REQUIREMENT → Read through the lines below for the string "derive" and copy each one that has it.

Saved entries →
++++++++
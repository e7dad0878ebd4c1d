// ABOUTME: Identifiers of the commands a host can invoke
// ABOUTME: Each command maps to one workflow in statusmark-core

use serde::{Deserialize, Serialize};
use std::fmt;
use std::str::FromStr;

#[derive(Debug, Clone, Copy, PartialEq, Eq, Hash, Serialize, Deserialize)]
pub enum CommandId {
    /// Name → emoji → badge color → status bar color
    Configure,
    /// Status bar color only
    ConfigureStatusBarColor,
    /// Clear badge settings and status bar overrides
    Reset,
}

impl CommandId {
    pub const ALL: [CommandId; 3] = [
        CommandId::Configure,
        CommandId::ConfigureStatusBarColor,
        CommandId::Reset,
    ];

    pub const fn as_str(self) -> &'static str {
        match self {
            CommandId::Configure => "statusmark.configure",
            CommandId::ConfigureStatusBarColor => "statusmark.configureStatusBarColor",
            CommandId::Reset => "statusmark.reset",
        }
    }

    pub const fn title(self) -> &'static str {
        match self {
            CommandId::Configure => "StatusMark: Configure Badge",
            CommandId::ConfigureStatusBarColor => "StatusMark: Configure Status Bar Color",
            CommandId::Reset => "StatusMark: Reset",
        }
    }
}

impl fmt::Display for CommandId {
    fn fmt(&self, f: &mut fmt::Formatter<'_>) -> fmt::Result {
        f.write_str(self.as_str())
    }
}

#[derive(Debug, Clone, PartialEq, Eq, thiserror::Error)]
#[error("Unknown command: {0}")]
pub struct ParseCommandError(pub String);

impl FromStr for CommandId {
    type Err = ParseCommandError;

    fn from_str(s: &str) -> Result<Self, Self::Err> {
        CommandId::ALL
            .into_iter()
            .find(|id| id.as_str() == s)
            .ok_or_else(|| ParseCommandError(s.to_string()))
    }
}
++++++++
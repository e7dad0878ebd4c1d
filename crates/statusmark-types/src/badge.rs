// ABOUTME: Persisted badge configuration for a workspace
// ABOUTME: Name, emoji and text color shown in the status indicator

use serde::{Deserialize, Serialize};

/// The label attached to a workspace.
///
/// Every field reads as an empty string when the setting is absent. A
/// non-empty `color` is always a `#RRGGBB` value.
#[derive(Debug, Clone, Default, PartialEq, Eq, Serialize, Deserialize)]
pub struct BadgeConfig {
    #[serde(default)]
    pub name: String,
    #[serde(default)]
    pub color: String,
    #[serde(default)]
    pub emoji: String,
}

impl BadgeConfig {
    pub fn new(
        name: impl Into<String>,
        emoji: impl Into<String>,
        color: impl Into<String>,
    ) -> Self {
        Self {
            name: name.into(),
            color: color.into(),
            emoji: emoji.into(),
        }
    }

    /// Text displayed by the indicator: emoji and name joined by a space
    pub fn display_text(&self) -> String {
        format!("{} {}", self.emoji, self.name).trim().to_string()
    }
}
++++++++
SOLUTION BELOW →
#[derive(Debug, Clone, Copy, PartialEq, Eq, Hash, Serialize, Deserialize)]
#[derive(Debug, Clone, PartialEq, Eq, thiserror::Error)]
#[derive(Debug, Clone, Default, PartialEq, Eq, Serialize, Deserialize)]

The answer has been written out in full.